Über eine Million Simulationen mit kaltgebogenem Glas

Ein internationales Wissenschaftsteam der IST Austria, der TU Wien, der Universität Rey Juan Carlos in Madrid und der König Abdullah Universität in Saudiarabien hat eine Software entwickelt, mit der sich kalt gebogene Glasfassaden einfach entwerfen lassen. Sie basiert auf über einer Million Simulationen, die die Wissenschaftler durchgeführt und aus denen sie eine Datenbank möglicher gebogener Glasformen erstellt haben: Die Fassade kann am Bildschirm gestaltet oder vielmehr interaktiv manipuliert werden. Parallel dazu gibt das Programm Rückmeldung, ob sich das gewünschte Design herstellen lässt und liefert mehrere mögliche Glasformen. Je nachdem kann der Entwurf angepasst oder automatisch optimiert werden.
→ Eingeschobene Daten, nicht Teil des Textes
fn parse_record(cells: &[Cell], layout: &ColumnLayout, columns: &[String]) -> Result<StockRecord, CellError> {
    let Some(ingredient) = cells.get(layout.ingredient).and_then(Cell::required_text) else {
        return Err(CellError {
            column: columns[layout.ingredient].clone(),
            message: "missing value".to_string(),
        });
    };

    Ok(StockRecord {
        ingredient,
        current_quantity: get_quantity(cells, layout.current_quantity, columns)?,
        average_daily_consumption: get_quantity(cells, layout.average_daily_consumption, columns)?,
        minimum_threshold: get_quantity(cells, layout.minimum_threshold, columns)?,
    })
}

fn get_quantity(cells: &[Cell], idx: usize, columns: &[String]) -> Result<f64, CellError> {
    let fail = |message: String| CellError {
        column: columns[idx].clone(),
        message,
    };

    let value = match cells.get(idx) {
        Some(Cell::Number(v)) => *v,
        Some(cell) => match cell.required_text() {
            None => return Err(fail("missing value".to_string())),
            Some(s) => s
                .parse::<f64>()
                .map_err(|_| fail(format!("expected a number, got '{s}'")))?,
        },
        None => return Err(fail("missing value".to_string())),
    };

    if !value.is_finite() || value < 0.0 {
        return Err(fail(format!("expected a finite, non-negative number, got {value}")));
    }
    Ok(value)
}

fn normalize_header_name(name: &str) -> String {
    // Excel and other tools sometimes emit UTF-8 CSVs with a BOM prefix on the
    // first header. If we don't strip it, schema validation will report the
    // first column as missing. Matching stays case-sensitive.
    name.trim().trim_start_matches('\u{feff}').to_string()
}

#[cfg(test)]
mod tests {
    use super::*;
    use crate::domain::Locale;

    const SAMPLE_CSV_PT: &str = "\
ingrediente,quantidade_atual,consumo_medio_diario,limite_minimo
farinha,10,5,4
leite,100,2,30
ovos,12,1.5,10
";

    fn en_schema() -> ColumnSchema {
        Locale::En.schema()
    }

    #[test]
    fn load_portuguese_csv() {
        let table = load_table(SAMPLE_CSV_PT.as_bytes(), FileFormat::Csv, &Locale::Pt.schema()).unwrap();
        assert_eq!(table.len(), 3);
        let first = &table.rows()[0].record;
        assert_eq!(first.ingredient, "farinha");
        assert!((first.current_quantity - 10.0).abs() < 1e-12);
        assert!((table.rows()[2].record.average_daily_consumption - 1.5).abs() < 1e-12);
    }

    #[test]
    fn missing_column_is_a_schema_error() {
        let csv = "ingredient,current_quantity,average_daily_consumption\nflour,10,5\n";
        let err = load_table(csv.as_bytes(), FileFormat::Csv, &en_schema()).unwrap_err();
        match err {
            LoadError::Schema { required, missing } => {
                assert_eq!(missing, vec!["minimum_threshold"]);
                assert_eq!(required.len(), 4);
            }
            other => panic!("expected schema error, got {other:?}"),
        }
    }

    #[test]
    fn column_names_are_case_sensitive() {
        let csv = "Ingredient,current_quantity,average_daily_consumption,minimum_threshold\nflour,1,1,1\n";
        let err = load_table(csv.as_bytes(), FileFormat::Csv, &en_schema()).unwrap_err();
        assert!(matches!(err, LoadError::Schema { ref missing, .. } if missing == &vec!["ingredient".to_string()]));
    }

    #[test]
    fn extra_columns_are_preserved_in_order() {
        let csv = "\
sku,ingredient,current_quantity,supplier,average_daily_consumption,minimum_threshold
F-1,flour,10,Mill Co,2,5
S-9,sugar,3,,1,1
";
        let table = load_table(csv.as_bytes(), FileFormat::Csv, &en_schema()).unwrap();
        assert_eq!(
            table.columns(),
            &["sku", "ingredient", "current_quantity", "supplier", "average_daily_consumption", "minimum_threshold"]
        );
        assert_eq!(table.rows()[0].extras, vec!["F-1", "Mill Co"]);
        assert_eq!(table.rows()[1].extras, vec!["S-9", ""]);
    }

    #[test]
    fn bom_prefixed_header_is_accepted() {
        let csv = "\u{feff}ingredient,current_quantity,average_daily_consumption,minimum_threshold\nflour,1,1,1\n";
        let table = load_table(csv.as_bytes(), FileFormat::Csv, &en_schema()).unwrap();
        assert_eq!(table.columns()[0], "ingredient");
    }

    #[test]
    fn non_numeric_cell_rejects_the_whole_file() {
        let csv = "\
ingredient,current_quantity,average_daily_consumption,minimum_threshold
flour,10,2,5
sugar,lots,1,1
";
        let err = load_table(csv.as_bytes(), FileFormat::Csv, &en_schema()).unwrap_err();
        match err {
            LoadError::Parse {
                format: FileFormat::Csv,
                cause: ParseCause::Cell { line, column, .. },
            } => {
                assert_eq!(line, 3);
                assert_eq!(column, "current_quantity");
            }
            other => panic!("expected cell parse error, got {other:?}"),
        }
    }

    #[test]
    fn negative_and_missing_values_are_rejected() {
        let negative = "ingredient,current_quantity,average_daily_consumption,minimum_threshold\nflour,-1,2,5\n";
        assert!(matches!(
            load_table(negative.as_bytes(), FileFormat::Csv, &en_schema()),
            Err(LoadError::Parse { cause: ParseCause::Cell { .. }, .. })
        ));

        let missing = "ingredient,current_quantity,average_daily_consumption,minimum_threshold\nflour,1,,5\n";
        assert!(matches!(
            load_table(missing.as_bytes(), FileFormat::Csv, &en_schema()),
            Err(LoadError::Parse { cause: ParseCause::Cell { .. }, .. })
        ));

        let unnamed = "ingredient,current_quantity,average_daily_consumption,minimum_threshold\n ,1,1,5\n";
        assert!(matches!(
            load_table(unnamed.as_bytes(), FileFormat::Csv, &en_schema()),
            Err(LoadError::Parse { cause: ParseCause::Cell { .. }, .. })
        ));
    }

    #[test]
    fn ragged_csv_is_a_parse_error() {
        let csv = "ingredient,current_quantity,average_daily_consumption,minimum_threshold\nflour,1,1\n";
        let err = load_table(csv.as_bytes(), FileFormat::Csv, &en_schema()).unwrap_err();
        assert!(matches!(err, LoadError::Parse { cause: ParseCause::Csv(_), .. }));
    }

    #[test]
    fn empty_csv_has_no_header() {
        let err = load_table(b"", FileFormat::Csv, &en_schema()).unwrap_err();
        assert!(matches!(err, LoadError::Parse { cause: ParseCause::MissingHeader, .. }));
    }

    fn sample_xlsx() -> Vec<u8> {
        let mut workbook = rust_xlsxwriter::Workbook::new();
        let sheet = workbook.add_worksheet();
        let headers = ["ingredient", "current_quantity", "average_daily_consumption", "minimum_threshold", "note"];
        for (col, name) in headers.iter().enumerate() {
            sheet.write_string(0, col as u16, *name).unwrap();
        }
        sheet.write_string(1, 0, "flour").unwrap();
        sheet.write_number(1, 1, 10.0).unwrap();
        sheet.write_number(1, 2, 5.0).unwrap();
        sheet.write_number(1, 3, 4.0).unwrap();
        sheet.write_string(1, 4, "bulk").unwrap();
        sheet.write_string(2, 0, "milk").unwrap();
        sheet.write_string(2, 1, "100").unwrap();
        sheet.write_number(2, 2, 2.5).unwrap();
        sheet.write_number(2, 3, 30.0).unwrap();
        workbook.save_to_buffer().unwrap()
    }

    #[test]
    fn load_xlsx_matches_csv() {
        let from_xlsx = load_table(&sample_xlsx(), FileFormat::Xlsx, &en_schema()).unwrap();
        let csv = "\
ingredient,current_quantity,average_daily_consumption,minimum_threshold,note
flour,10,5,4,bulk
milk,100,2.5,30,
";
        let from_csv = load_table(csv.as_bytes(), FileFormat::Csv, &en_schema()).unwrap();
        assert_eq!(from_xlsx, from_csv);
    }

    fn write_rows(sheet: &mut rust_xlsxwriter::Worksheet, first_row: u32, rows: &[&[&str]]) {
        for (r, row) in rows.iter().enumerate() {
            for (c, value) in row.iter().enumerate() {
                if !value.is_empty() {
                    sheet.write_string(first_row + r as u32, c as u16, *value).unwrap();
                }
            }
        }
    }

    const EN_HEADER: &[&str] = &["ingredient", "current_quantity", "average_daily_consumption", "minimum_threshold"];

    #[test]
    fn xlsx_skips_empty_rows_between_records() {
        let mut workbook = rust_xlsxwriter::Workbook::new();
        let sheet = workbook.add_worksheet();
        write_rows(sheet, 0, &[EN_HEADER, &["flour", "10", "5", "4"], &[], &["milk", "100", "2", "30"]]);
        let bytes = workbook.save_to_buffer().unwrap();

        let table = load_table(&bytes, FileFormat::Xlsx, &en_schema()).unwrap();
        assert_eq!(table.len(), 2);
        assert_eq!(table.rows()[1].record.ingredient, "milk");
    }

    #[test]
    fn xlsx_cell_error_reports_sheet_row() {
        // Header on sheet row 2, a blank row 4, the bad value on row 5.
        let mut workbook = rust_xlsxwriter::Workbook::new();
        let sheet = workbook.add_worksheet();
        write_rows(sheet, 1, &[EN_HEADER, &["flour", "10", "5", "4"], &[], &["sugar", "lots", "1", "1"]]);
        let bytes = workbook.save_to_buffer().unwrap();

        let err = load_table(&bytes, FileFormat::Xlsx, &en_schema()).unwrap_err();
        match err {
            LoadError::Parse {
                format: FileFormat::Xlsx,
                cause: ParseCause::Cell { line, column, .. },
            } => {
                assert_eq!(line, 5);
                assert_eq!(column, "current_quantity");
            }
            other => panic!("expected cell parse error, got {other:?}"),
        }
    }

    #[test]
    fn xlsx_missing_column_is_a_schema_error() {
        let mut workbook = rust_xlsxwriter::Workbook::new();
        let sheet = workbook.add_worksheet();
        write_rows(sheet, 0, &[&EN_HEADER[..3], &["flour", "10", "5"]]);
        let bytes = workbook.save_to_buffer().unwrap();

        let err = load_table(&bytes, FileFormat::Xlsx, &en_schema()).unwrap_err();
        assert!(matches!(err, LoadError::Schema { ref missing, .. } if missing == &vec!["minimum_threshold".to_string()]));
    }

    #[test]
    fn xlsx_date_column_exports_as_date_text() {
        let mut workbook = rust_xlsxwriter::Workbook::new();
        let sheet = workbook.add_worksheet();
        write_rows(sheet, 0, &[&[EN_HEADER, &["received"]].concat(), &["flour", "10", "5", "4"]]);
        let received = rust_xlsxwriter::ExcelDateTime::from_ymd(2024, 1, 15).unwrap();
        let date_format = rust_xlsxwriter::Format::new().set_num_format("yyyy-mm-dd");
        sheet.write_datetime_with_format(1, 4, &received, &date_format).unwrap();
        let bytes = workbook.save_to_buffer().unwrap();

        let table = load_table(&bytes, FileFormat::Xlsx, &en_schema()).unwrap();
        assert_eq!(table.rows()[0].extras, vec!["2024-01-15"]);

        let exported = crate::io::export::export_csv_bytes(&table).unwrap();
        assert!(String::from_utf8(exported.clone()).unwrap().ends_with("flour,10,5,4,2024-01-15\n"));
        let reloaded = load_table(&exported, FileFormat::Csv, &en_schema()).unwrap();
        assert_eq!(reloaded, table);
    }

    #[test]
    fn csv_extra_whitespace_is_kept() {
        let csv = "ingredient,current_quantity,average_daily_consumption,minimum_threshold , note\n  flour , 10 ,5,4,  padded  \n";
        let table = load_table(csv.as_bytes(), FileFormat::Csv, &en_schema()).unwrap();
        assert_eq!(table.columns()[4], "note");
        assert_eq!(table.rows()[0].record.ingredient, "flour");
        assert_eq!(table.rows()[0].record.current_quantity, 10.0);
        assert_eq!(table.rows()[0].extras, vec!["  padded  "]);

        let exported = crate::io::export::export_csv_bytes(&table).unwrap();
        assert!(String::from_utf8(exported.clone()).unwrap().contains(",  padded  "));
        let reloaded = load_table(&exported, FileFormat::Csv, &en_schema()).unwrap();
        assert_eq!(reloaded.rows()[0].extras, vec!["  padded  "]);
    }

    #[test]
    fn garbage_xlsx_is_a_parse_error() {
        let err = load_table(b"not a zip archive", FileFormat::Xlsx, &en_schema()).unwrap_err();
        assert!(matches!(
            err,
            LoadError::Parse {
                format: FileFormat::Xlsx,
                cause: ParseCause::Spreadsheet(_),
            }
        ));
    }

    #[test]
    fn file_format_follows_extension() {
        let dir = tempfile::tempdir().unwrap();

        let txt = dir.path().join("stock.txt");
        std::fs::write(&txt, SAMPLE_CSV_PT).unwrap();
        assert!(matches!(
            load_table_file(&txt, &Locale::Pt.schema()),
            Err(LoadError::UnsupportedFormat(_))
        ));

        // CSV text behind an .xlsx name is parsed as a workbook and fails.
        let disguised = dir.path().join("stock.xlsx");
        std::fs::write(&disguised, SAMPLE_CSV_PT).unwrap();
        assert!(matches!(
            load_table_file(&disguised, &Locale::Pt.schema()),
            Err(LoadError::Parse { format: FileFormat::Xlsx, .. })
        ));

        let csv = dir.path().join("stock.csv");
        std::fs::write(&csv, SAMPLE_CSV_PT).unwrap();
        assert_eq!(load_table_file(&csv, &Locale::Pt.schema()).unwrap().len(), 3);
    }

    #[test]
    fn missing_file_is_an_io_error() {
        let err = load_table_file(Path::new("does/not/exist.csv"), &en_schema()).unwrap_err();
        assert!(matches!(err, LoadError::Io { .. }));
    }
}
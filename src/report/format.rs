//! Formatted terminal output: alerts, the stock table, and a run summary.
//!
//! We keep formatting code in one place so:
//! - the classifier stays free of presentation concerns
//! - output changes are localized (golden tests below)

use std::path::Path;

use crate::domain::{Alert, AlertKind, Locale, RowStatus, StockTable};
use crate::forecast::{AlertCounts, days_remaining};

/// Widest a single table cell may render before it is truncated.
const MAX_CELL_WIDTH: usize = 28;

/// One alert per line, or the locale's "no alerts" line.
pub fn format_alerts(alerts: &[Alert], locale: Locale) -> String {
    if alerts.is_empty() {
        return format!("{}\n", locale.no_alerts());
    }
    let mut out = String::new();
    for alert in alerts {
        out.push_str(&alert.message);
        out.push('\n');
    }
    out
}

/// Short header: source file, row count, and alert totals.
pub fn format_summary(source: &Path, table: &StockTable, counts: &AlertCounts, locale: Locale) -> String {
    format!(
        "=== stock - {} ===\n{}: {} | {}: {}\n{}: {} ({}={} {}={} {}={})\n",
        source.display(),
        locale.rows_label(),
        table.len(),
        locale.columns_label(),
        table.columns().len(),
        locale.alerts_label(),
        counts.total(),
        locale.kind_label(AlertKind::Shortage),
        counts.shortage,
        locale.kind_label(AlertKind::Excess),
        counts.excess,
        locale.kind_label(AlertKind::Indeterminate),
        counts.indeterminate,
    )
}

/// Render every column of the table plus `days` and `status` columns.
///
/// `statuses` is expected to be aligned with the table rows.
pub fn format_table(table: &StockTable, statuses: &[RowStatus], locale: Locale) -> String {
    let layout = table.layout();
    let n_cols = table.columns().len();

    let mut header: Vec<String> = table.columns().iter().map(|c| truncate(c, MAX_CELL_WIDTH)).collect();
    header.push(locale.days_label().to_string());
    header.push(locale.status_label().to_string());

    // Numeric columns are right-aligned.
    let mut right_aligned: Vec<bool> = (0..n_cols)
        .map(|idx| {
            idx == layout.current_quantity
                || idx == layout.average_daily_consumption
                || idx == layout.minimum_threshold
        })
        .collect();
    right_aligned.push(true);
    right_aligned.push(false);

    let body: Vec<Vec<String>> = table
        .rows()
        .iter()
        .enumerate()
        .map(|(i, row)| {
            let mut cells: Vec<String> = table
                .fields(row)
                .iter()
                .map(|c| truncate(c, MAX_CELL_WIDTH))
                .collect();
            let days = days_remaining(&row.record)
                .map(|d| format!("{d:.1}"))
                .unwrap_or_else(|| "-".to_string());
            let status = statuses.get(i).copied().unwrap_or(RowStatus::Normal);
            cells.push(days);
            cells.push(locale.status_text(status).to_string());
            cells
        })
        .collect();

    let mut widths: Vec<usize> = header.iter().map(|h| h.chars().count()).collect();
    for cells in &body {
        for (w, cell) in widths.iter_mut().zip(cells) {
            *w = (*w).max(cell.chars().count());
        }
    }

    let mut out = String::new();
    push_line(&mut out, &header, &widths, &right_aligned);
    let rule: Vec<String> = widths.iter().map(|w| "-".repeat(*w)).collect();
    push_line(&mut out, &rule, &widths, &right_aligned);
    for cells in &body {
        push_line(&mut out, cells, &widths, &right_aligned);
    }
    out
}

fn push_line(out: &mut String, cells: &[String], widths: &[usize], right_aligned: &[bool]) {
    let parts: Vec<String> = cells
        .iter()
        .zip(widths)
        .zip(right_aligned)
        .map(|((cell, &w), &right)| {
            if right {
                format!("{cell:>w$}")
            } else {
                format!("{cell:<w$}")
            }
        })
        .collect();
    out.push_str(parts.join("  ").trim_end());
    out.push('\n');
}

pub(crate) fn truncate(s: &str, max: usize) -> String {
    if s.chars().count() <= max {
        return s.to_string();
    }
    let mut out = String::new();
    for (i, ch) in s.chars().enumerate() {
        if i + 1 >= max {
            break;
        }
        out.push(ch);
    }
    out.push('.');
    out
}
„Es ist zwar möglich zu berechnen, wann ein einzelnes Paneel bricht, oder eine Sicherheitsmarge für zusätzliche Lasten zu simulieren, aber die gesamte Fassade, die oft Tausende von Paneelen umfasst, ist einfach zu komplex für herkömmliche Designerwerkzeuge“, erklärt Ruslan Guseinov, Postdoc am IST. Ausserdem dauert es laut Guseinov auch ganz einfach zu lange, wenn Spannungen und Verformungen für jede Designänderung mit herkömmlichen Methoden kalkuliert werden müssen.

Wirtschaftliche, ästhetische und technische Kriterien

Um die Genauigkeit der Simulationen zu überprüfen, fertigte das Forschungsteam Rahmen und Glasplatten an, die unter extrem hoher Belastung standen. Alle Glaspaneele waren wie erwartet herstellerbar, im Extremfall stellten die Wissenschaftler lediglich eine minimale Abweichung von den vorhergesagten Formen von weniger als einer Paneeldicke fest.

„Wir glauben, dass wir ein neuartiges, praktisches System geschaffen haben, das geometrisches und fertigungsgerechtes Design miteinander verbindet und es ermöglicht, effizient ein Gleichgewicht zwischen wirtschaftlichen, ästhetischen und technischen Kriterien zu finden“, ist Bernd Bickel, Professor am IST, überzeugt. Laut Bickel und seinen Kollegen könnte das Pogramm in Zukunft um zusätzliche Funktionen für praktisches Architekturdesign erweitert oder zur Erforschung verschiedener Materialien und komplexerer mechanischer Modelle eingesetzt werden. (mai/mgt)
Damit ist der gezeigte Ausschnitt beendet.